** Extracted data **
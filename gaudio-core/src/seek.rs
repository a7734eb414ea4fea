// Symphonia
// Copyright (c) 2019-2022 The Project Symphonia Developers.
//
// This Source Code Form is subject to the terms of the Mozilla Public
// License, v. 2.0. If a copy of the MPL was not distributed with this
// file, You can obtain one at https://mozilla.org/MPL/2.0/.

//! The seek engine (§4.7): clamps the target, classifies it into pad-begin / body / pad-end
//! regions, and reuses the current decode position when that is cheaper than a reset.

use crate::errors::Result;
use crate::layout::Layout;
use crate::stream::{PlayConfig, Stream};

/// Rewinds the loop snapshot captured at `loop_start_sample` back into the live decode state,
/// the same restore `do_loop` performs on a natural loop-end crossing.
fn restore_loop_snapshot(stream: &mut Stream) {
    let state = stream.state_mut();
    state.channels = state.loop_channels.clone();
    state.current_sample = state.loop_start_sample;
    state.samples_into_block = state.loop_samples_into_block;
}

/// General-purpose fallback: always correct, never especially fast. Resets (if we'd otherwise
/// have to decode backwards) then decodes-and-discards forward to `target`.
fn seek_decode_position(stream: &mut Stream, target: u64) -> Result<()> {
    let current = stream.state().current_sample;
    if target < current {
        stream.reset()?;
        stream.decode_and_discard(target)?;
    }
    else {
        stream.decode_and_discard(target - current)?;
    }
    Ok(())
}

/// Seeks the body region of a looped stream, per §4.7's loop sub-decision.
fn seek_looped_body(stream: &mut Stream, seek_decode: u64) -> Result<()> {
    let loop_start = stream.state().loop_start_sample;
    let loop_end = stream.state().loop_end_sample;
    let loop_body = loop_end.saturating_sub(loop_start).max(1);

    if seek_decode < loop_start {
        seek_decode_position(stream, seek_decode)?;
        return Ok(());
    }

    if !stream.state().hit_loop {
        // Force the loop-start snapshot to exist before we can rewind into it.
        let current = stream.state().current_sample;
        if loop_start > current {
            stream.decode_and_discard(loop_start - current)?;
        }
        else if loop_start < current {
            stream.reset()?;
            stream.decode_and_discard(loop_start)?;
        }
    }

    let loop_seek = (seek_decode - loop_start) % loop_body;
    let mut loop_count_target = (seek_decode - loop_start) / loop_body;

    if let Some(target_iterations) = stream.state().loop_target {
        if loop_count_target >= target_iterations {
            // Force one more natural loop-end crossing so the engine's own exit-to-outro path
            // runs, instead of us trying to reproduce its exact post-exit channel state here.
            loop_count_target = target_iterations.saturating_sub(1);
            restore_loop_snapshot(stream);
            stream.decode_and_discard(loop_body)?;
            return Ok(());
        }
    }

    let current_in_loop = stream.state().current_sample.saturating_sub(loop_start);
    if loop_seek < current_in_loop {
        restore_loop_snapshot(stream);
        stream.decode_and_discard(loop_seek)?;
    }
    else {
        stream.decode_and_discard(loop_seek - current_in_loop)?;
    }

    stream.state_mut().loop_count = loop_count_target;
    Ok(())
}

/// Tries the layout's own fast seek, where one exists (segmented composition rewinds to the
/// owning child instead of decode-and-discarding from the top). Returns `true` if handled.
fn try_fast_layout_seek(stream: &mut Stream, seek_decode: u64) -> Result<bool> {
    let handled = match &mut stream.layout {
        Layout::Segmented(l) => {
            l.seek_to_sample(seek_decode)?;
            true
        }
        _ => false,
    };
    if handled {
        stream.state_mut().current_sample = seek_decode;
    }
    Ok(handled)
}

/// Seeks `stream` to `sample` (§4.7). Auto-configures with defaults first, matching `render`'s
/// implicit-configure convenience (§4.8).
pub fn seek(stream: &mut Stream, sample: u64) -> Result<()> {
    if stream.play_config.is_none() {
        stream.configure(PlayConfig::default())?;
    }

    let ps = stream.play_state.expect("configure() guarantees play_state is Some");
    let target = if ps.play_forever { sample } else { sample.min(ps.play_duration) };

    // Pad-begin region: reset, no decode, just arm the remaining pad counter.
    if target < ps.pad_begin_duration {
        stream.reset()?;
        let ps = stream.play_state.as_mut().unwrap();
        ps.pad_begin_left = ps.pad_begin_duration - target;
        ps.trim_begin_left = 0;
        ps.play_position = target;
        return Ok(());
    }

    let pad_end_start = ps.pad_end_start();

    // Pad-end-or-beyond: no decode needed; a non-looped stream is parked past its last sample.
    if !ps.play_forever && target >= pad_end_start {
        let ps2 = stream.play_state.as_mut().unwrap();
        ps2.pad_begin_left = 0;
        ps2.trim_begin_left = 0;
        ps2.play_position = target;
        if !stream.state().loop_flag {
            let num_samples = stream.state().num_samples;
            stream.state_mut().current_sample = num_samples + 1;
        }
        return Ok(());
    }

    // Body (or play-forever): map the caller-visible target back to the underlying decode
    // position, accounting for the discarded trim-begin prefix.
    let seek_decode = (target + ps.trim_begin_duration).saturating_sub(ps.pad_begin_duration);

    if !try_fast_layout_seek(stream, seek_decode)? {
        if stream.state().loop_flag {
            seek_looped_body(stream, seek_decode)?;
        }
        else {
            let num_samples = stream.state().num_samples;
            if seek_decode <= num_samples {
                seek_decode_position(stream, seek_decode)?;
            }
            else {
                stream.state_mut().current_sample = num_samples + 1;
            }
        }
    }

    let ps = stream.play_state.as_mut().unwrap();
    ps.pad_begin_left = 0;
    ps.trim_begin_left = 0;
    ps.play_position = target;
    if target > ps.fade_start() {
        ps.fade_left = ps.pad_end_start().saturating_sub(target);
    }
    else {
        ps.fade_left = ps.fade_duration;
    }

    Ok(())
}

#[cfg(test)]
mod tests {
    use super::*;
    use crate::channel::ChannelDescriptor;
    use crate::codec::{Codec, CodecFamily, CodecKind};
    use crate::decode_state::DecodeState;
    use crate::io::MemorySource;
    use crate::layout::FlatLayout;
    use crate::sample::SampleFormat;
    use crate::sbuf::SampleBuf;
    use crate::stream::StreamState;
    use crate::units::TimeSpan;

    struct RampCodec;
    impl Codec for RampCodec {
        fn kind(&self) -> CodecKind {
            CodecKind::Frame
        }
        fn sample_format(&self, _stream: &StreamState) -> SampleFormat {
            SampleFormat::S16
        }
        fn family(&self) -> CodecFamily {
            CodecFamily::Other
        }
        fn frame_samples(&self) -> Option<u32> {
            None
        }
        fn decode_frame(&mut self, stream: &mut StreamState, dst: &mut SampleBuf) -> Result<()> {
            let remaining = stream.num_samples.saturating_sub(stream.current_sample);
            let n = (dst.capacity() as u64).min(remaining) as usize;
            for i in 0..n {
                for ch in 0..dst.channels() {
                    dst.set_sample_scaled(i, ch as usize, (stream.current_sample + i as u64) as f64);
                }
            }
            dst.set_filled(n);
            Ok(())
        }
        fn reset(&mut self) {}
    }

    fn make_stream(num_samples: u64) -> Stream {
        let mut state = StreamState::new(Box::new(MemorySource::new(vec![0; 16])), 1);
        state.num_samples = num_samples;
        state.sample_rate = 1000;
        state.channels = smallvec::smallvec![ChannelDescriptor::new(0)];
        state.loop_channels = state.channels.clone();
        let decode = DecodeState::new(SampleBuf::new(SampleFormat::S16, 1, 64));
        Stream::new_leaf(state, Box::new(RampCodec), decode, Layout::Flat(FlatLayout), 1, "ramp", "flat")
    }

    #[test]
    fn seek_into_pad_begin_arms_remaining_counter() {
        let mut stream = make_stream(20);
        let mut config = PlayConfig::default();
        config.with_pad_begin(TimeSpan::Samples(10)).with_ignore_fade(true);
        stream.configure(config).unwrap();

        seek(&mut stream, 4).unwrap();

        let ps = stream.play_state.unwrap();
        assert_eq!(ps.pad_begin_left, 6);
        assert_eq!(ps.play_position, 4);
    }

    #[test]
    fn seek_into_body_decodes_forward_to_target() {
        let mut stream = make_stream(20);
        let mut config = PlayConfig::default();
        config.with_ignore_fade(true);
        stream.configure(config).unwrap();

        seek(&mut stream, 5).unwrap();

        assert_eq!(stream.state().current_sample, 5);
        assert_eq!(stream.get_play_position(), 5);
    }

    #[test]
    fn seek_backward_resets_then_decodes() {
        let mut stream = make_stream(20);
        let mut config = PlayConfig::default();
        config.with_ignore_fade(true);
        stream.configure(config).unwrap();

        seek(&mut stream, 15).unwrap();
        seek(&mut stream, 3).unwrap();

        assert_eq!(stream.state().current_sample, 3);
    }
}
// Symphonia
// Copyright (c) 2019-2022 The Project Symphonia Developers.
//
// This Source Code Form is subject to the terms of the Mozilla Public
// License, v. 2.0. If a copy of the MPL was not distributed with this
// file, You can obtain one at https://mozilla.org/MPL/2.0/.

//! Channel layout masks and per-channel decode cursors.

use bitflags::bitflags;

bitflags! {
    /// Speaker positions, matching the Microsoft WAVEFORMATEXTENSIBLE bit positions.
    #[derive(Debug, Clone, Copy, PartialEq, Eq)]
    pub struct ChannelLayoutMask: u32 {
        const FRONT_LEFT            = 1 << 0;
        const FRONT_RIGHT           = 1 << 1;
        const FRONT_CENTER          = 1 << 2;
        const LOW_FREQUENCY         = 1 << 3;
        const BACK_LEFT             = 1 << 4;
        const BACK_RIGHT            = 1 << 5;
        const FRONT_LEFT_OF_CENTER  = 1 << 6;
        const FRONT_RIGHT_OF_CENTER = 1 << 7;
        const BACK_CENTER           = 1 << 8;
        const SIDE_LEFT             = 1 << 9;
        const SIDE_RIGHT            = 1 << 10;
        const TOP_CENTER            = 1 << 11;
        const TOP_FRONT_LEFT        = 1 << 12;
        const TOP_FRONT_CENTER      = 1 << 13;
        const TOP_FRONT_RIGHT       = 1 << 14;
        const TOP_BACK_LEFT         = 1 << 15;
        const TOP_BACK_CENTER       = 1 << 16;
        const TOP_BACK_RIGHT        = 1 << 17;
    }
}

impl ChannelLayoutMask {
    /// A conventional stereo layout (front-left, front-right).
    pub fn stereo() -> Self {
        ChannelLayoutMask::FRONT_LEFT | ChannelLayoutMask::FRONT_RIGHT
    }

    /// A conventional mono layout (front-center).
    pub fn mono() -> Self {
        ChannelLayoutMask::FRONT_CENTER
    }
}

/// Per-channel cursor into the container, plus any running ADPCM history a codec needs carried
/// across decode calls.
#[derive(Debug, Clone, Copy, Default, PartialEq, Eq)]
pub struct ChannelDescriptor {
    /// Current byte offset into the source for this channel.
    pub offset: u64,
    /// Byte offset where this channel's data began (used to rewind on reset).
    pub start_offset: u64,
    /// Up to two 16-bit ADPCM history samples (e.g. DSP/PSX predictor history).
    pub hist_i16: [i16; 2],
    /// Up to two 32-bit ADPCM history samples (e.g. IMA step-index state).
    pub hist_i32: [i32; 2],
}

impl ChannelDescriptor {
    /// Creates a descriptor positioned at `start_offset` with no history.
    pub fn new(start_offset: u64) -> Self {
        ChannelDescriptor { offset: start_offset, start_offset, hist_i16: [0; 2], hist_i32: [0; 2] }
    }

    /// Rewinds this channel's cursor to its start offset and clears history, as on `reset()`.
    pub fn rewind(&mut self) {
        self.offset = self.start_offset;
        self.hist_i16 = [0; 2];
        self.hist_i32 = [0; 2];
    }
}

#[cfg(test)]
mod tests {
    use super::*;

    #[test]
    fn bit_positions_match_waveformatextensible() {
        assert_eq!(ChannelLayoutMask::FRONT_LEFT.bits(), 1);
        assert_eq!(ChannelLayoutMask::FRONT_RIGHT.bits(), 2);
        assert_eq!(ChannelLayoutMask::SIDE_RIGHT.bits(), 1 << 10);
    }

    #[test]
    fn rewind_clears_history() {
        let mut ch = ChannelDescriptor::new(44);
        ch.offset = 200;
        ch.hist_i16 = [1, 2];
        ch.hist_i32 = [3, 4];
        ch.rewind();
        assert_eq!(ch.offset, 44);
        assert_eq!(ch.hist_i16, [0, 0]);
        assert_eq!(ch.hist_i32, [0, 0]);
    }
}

** Activity **
Each line holding "Seeks" should be copied from the material above.

** Solution to this task **
/// Seeks the body region of a looped stream, per §4.7's loop sub-decision.
/// Seeks `stream` to `sample` (§4.7). Auto-configures with defaults first, matching `render`'s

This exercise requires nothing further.